The Hachamim established these eight days for reciting the Hallel and giving thanks to Hashem (Shabbat 22a). We can understand that these days are special for Hallel, praising Hashem; but why are they special for hodaa, thanksgiving? Do we not thank Hashem every day in our prayers and berachot?
When Leah Imenu was given her fourth son she named him Yehuda saying, "Now this time I will thank Hashem." Rashi explained "now that I have four sons, more than my share, I have reason to thank Hashem." Hazal praised Leah, stating that from the time of creation until the time Yehuda was born no one had ever thanked Hashem.
Is it possible that Adam, Noah, Shem and the Avot never thanked Hashem?
It goes without saying that all the Sadikim praise and thank Hashem every day – for their lives, for their health, indeed for everything they have: "for every breath one takes praise Hashem" (Beresheet Rabah14). But there is another special level of thanking Hashem.
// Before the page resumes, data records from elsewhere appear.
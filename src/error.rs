//! Error types for the relay core

use axum::http::StatusCode;
use axum::response::{IntoResponse, Response};
use axum::Json;
use serde::Serialize;
use thiserror::Error;

/// Result type alias for relay operations
pub type Result<T> = std::result::Result<T, Error>;

/// Errors the relay core distinguishes (see §7 of the design)
#[derive(Debug, Error)]
pub enum Error {
    /// Malformed input or unrecognized message type
    #[error("bad request: {0}")]
    BadRequest(String),

    /// Missing, forged, or expired bearer token
    #[error("unauthenticated")]
    Unauthenticated,

    /// Ownership or cross-account violation
    #[error("forbidden: {0}")]
    Forbidden(String),

    /// No such device, code, or pairing
    #[error("not found: {0}")]
    NotFound(String),

    /// Duplicate username, email, or pairing
    #[error("conflict: {0}")]
    Conflict(String),

    /// Pairing code expired or already consumed
    #[error("gone: {0}")]
    Gone(String),

    /// Credential endpoint rate limit exceeded
    #[error("too many attempts, retry after {retry_after_secs}s")]
    TooManyAttempts {
        /// Seconds until the caller may retry
        retry_after_secs: u64,
    },

    /// Store or external identity provider unreachable
    #[error("service unavailable: {0}")]
    ServiceUnavailable(String),

    /// Database error
    #[error("database error: {0}")]
    Database(String),

    /// IO error
    #[error("io error: {0}")]
    Io(#[from] std::io::Error),
}

#[derive(Serialize)]
struct ErrorBody {
    detail: String,
}

impl IntoResponse for Error {
    fn into_response(self) -> Response {
        let status = match &self {
            Self::BadRequest(_) => StatusCode::BAD_REQUEST,
            Self::Unauthenticated => StatusCode::UNAUTHORIZED,
            Self::Forbidden(_) => StatusCode::FORBIDDEN,
            Self::NotFound(_) => StatusCode::NOT_FOUND,
            Self::Conflict(_) => StatusCode::CONFLICT,
            Self::Gone(_) => StatusCode::GONE,
            Self::TooManyAttempts { .. } => StatusCode::TOO_MANY_REQUESTS,
            Self::ServiceUnavailable(_) | Self::Database(_) | Self::Io(_) => {
                StatusCode::SERVICE_UNAVAILABLE
            }
        };

        let mut response = (
            status,
            Json(ErrorBody {
                detail: self.to_string(),
            }),
        )
            .into_response();

        if let Self::TooManyAttempts { retry_after_secs } = &self {
            if let Ok(value) = axum::http::HeaderValue::from_str(&retry_after_secs.to_string()) {
                response.headers_mut().insert("retry-after", value);
            }
        }

        response
    }
}

impl From<r2d2::Error> for Error {
    fn from(e: r2d2::Error) -> Self {
        Self::Database(e.to_string())
    }
}

impl From<rusqlite::Error> for Error {
    fn from(e: rusqlite::Error) -> Self {
        Self::Database(e.to_string())
    }
}
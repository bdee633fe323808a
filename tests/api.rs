//! API endpoint integration tests

use axum::body::Body;
use axum::http::{Request, StatusCode};
use serde_json::{json, Value};
use tower::ServiceExt;

mod common;
use common::{bearer_header, build_test_router, setup_test_db};

async fn json_body(response: axum::response::Response) -> Value {
    let body = axum::body::to_bytes(response.into_body(), usize::MAX).await.unwrap();
    serde_json::from_slice(&body).unwrap()
}

fn post(uri: &str, auth: Option<&str>, body: Value) -> Request<Body> {
    let mut builder = Request::builder().method("POST").uri(uri).header("content-type", "application/json");
    if let Some(token) = auth {
        builder = builder.header("authorization", token);
    }
    builder.body(Body::from(body.to_string())).unwrap()
}

fn get(uri: &str, auth: Option<&str>) -> Request<Body> {
    let mut builder = Request::builder().uri(uri);
    if let Some(token) = auth {
        builder = builder.header("authorization", token);
    }
    builder.body(Body::empty()).unwrap()
}

#[tokio::test]
async fn test_health_endpoint() {
    let app = build_test_router(setup_test_db());

    let response = app.oneshot(get("/health", None)).await.unwrap();
    assert_eq!(response.status(), StatusCode::OK);

    let json = json_body(response).await;
    assert_eq!(json["status"], "ok");
}

#[tokio::test]
async fn test_ready_endpoint() {
    let app = build_test_router(setup_test_db());

    let response = app.oneshot(get("/ready", None)).await.unwrap();
    assert_eq!(response.status(), StatusCode::OK);

    let json = json_body(response).await;
    assert_eq!(json["status"], "ok");
    assert_eq!(json["database"]["status"], "ok");
}

#[tokio::test]
async fn test_devices_requires_auth() {
    let app = build_test_router(setup_test_db());

    let response = app.oneshot(get("/devices", None)).await.unwrap();
    assert_eq!(response.status(), StatusCode::UNAUTHORIZED);
}

/// Register an account, log in, register a host and client device, pair
/// them, submit a command while the host is offline, and confirm it shows
/// up in the audit log
#[tokio::test]
async fn test_register_login_pair_relay_end_to_end() {
    let app = build_test_router(setup_test_db());

    let response = app
        .clone()
        .oneshot(post("/auth/register", None, json!({"username": "alice", "password": "hunter2"})))
        .await
        .unwrap();
    assert_eq!(response.status(), StatusCode::CREATED);

    let response = app
        .clone()
        .oneshot(post("/auth/login", None, json!({"username": "alice", "password": "hunter2"})))
        .await
        .unwrap();
    assert_eq!(response.status(), StatusCode::OK);
    let login = json_body(response).await;
    let token = format!("Bearer {}", login["token"].as_str().unwrap());

    let response = app
        .clone()
        .oneshot(post("/devices", Some(&token), json!({"name": "pixel", "type": "host"})))
        .await
        .unwrap();
    assert_eq!(response.status(), StatusCode::CREATED);
    let host = json_body(response).await;
    let host_device_id = host["id"].as_i64().unwrap();

    let response = app
        .clone()
        .oneshot(post("/devices", Some(&token), json!({"name": "tablet", "type": "client"})))
        .await
        .unwrap();
    assert_eq!(response.status(), StatusCode::CREATED);
    let client = json_body(response).await;
    let client_device_id = client["id"].as_i64().unwrap();

    let response = app
        .clone()
        .oneshot(post("/pair", Some(&token), json!({"host_device_id": host_device_id})))
        .await
        .unwrap();
    assert_eq!(response.status(), StatusCode::OK);
    let issued = json_body(response).await;
    let code = issued["code"].as_str().unwrap().to_string();

    let response = app
        .clone()
        .oneshot(post(
            "/pair/confirm",
            Some(&token),
            json!({"code": code, "client_device_id": client_device_id}),
        ))
        .await
        .unwrap();
    assert_eq!(response.status(), StatusCode::OK);

    // Host has no live WS session, so the SMS command is queued, not delivered.
    let response = app
        .clone()
        .oneshot(post(
            "/sms",
            Some(&token),
            json!({"host_device_id": host_device_id, "sim": 1, "to": "+15551234", "body": "hi"}),
        ))
        .await
        .unwrap();
    assert_eq!(response.status(), StatusCode::OK);
    let sent = json_body(response).await;
    assert_eq!(sent["status"], "queued");

    let response = app.clone().oneshot(get("/history", Some(&token))).await.unwrap();
    assert_eq!(response.status(), StatusCode::OK);
    let history = json_body(response).await;
    assert_eq!(history["total"], 1);
    assert_eq!(history["items"][0]["kind"], "command");
}

#[tokio::test]
async fn test_cross_account_pairing_code_is_forbidden() {
    let app = build_test_router(setup_test_db());

    for (username, password) in [("alice", "alicepw1"), ("mallory", "malloryA1")] {
        let response = app
            .clone()
            .oneshot(post("/auth/register", None, json!({"username": username, "password": password})))
            .await
            .unwrap();
        assert_eq!(response.status(), StatusCode::CREATED);
    }

    let alice_token = {
        let response = app
            .clone()
            .oneshot(post("/auth/login", None, json!({"username": "alice", "password": "alicepw1"})))
            .await
            .unwrap();
        format!("Bearer {}", json_body(response).await["token"].as_str().unwrap())
    };
    let mallory_token = {
        let response = app
            .clone()
            .oneshot(post("/auth/login", None, json!({"username": "mallory", "password": "malloryA1"})))
            .await
            .unwrap();
        format!("Bearer {}", json_body(response).await["token"].as_str().unwrap())
    };

    let response = app
        .clone()
        .oneshot(post("/devices", Some(&alice_token), json!({"name": "pixel", "type": "host"})))
        .await
        .unwrap();
    let host_device_id = json_body(response).await["id"].as_i64().unwrap();

    let response = app
        .clone()
        .oneshot(post("/devices", Some(&mallory_token), json!({"name": "tablet", "type": "client"})))
        .await
        .unwrap();
    let mallory_client_id = json_body(response).await["id"].as_i64().unwrap();

    let response = app
        .clone()
        .oneshot(post("/pair", Some(&alice_token), json!({"host_device_id": host_device_id})))
        .await
        .unwrap();
    let code = json_body(response).await["code"].as_str().unwrap().to_string();

    let response = app
        .oneshot(post(
            "/pair/confirm",
            Some(&mallory_token),
            json!({"code": code, "client_device_id": mallory_client_id}),
        ))
        .await
        .unwrap();
    assert_eq!(response.status(), StatusCode::FORBIDDEN);
}

#[tokio::test]
async fn test_sms_rejects_unowned_host_device() {
    let db = setup_test_db();
    let app = build_test_router(db);

    let response = app
        .clone()
        .oneshot(post("/auth/register", None, json!({"username": "alice", "password": "hunter22"})))
        .await
        .unwrap();
    let account = json_body(response).await;
    let token = bearer_header(account["id"].as_i64().unwrap());

    // No devices registered yet, host_device_id references nothing owned.
    let response = app
        .oneshot(post(
            "/sms",
            Some(&token),
            json!({"host_device_id": 999, "sim": 1, "to": "+15551234", "body": "hi"}),
        ))
        .await
        .unwrap();
    assert_eq!(response.status(), StatusCode::NOT_FOUND);
}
Sometimes a person receives a gift that is far beyond what he perceives that he deserves. The special feeling of thankfulness upon receiving something that one did not expect – and the recognition that it was from Hashem – this is what Leah brought into this world.
The Chashmonaim risked their lives to fight a battle that seemed so obviously hopeless. They won their wars in a manner that defied all reason, which was beyond expectation or explanation. But after all, they fought for the sake of an ideal not for territories or independence or nationalistic pride. They were fighting for the Torah, for Hashem's honor and glory. That being the case, we might say they 'deserved' their victory.
Not so, Hazal taught us. The wars of the Maccabees could have ended up as a holocaust, one more terrible than the Jewish nation has ever known, chas ve'shalom. Hashem could have had us wait many years before we could start picking up the pieces and rebuilding our nation.
He could have done that, but instead Hashem granted us the victories that enabled us to march forward into the era of the Tannaim, which ensured the perpetuity of the Torah for all ages. The miracle of the oil symbolizes the exceptional Siyata dishmaya. This additional miracle was not something that was vitally necessary at the time – lighting the Menorah could have waited another week.
Like the miracle of the oil, the miracle of the wars were a special gift, beyond what we deserved. Thus, Hazal instituted eight of thanksgiving.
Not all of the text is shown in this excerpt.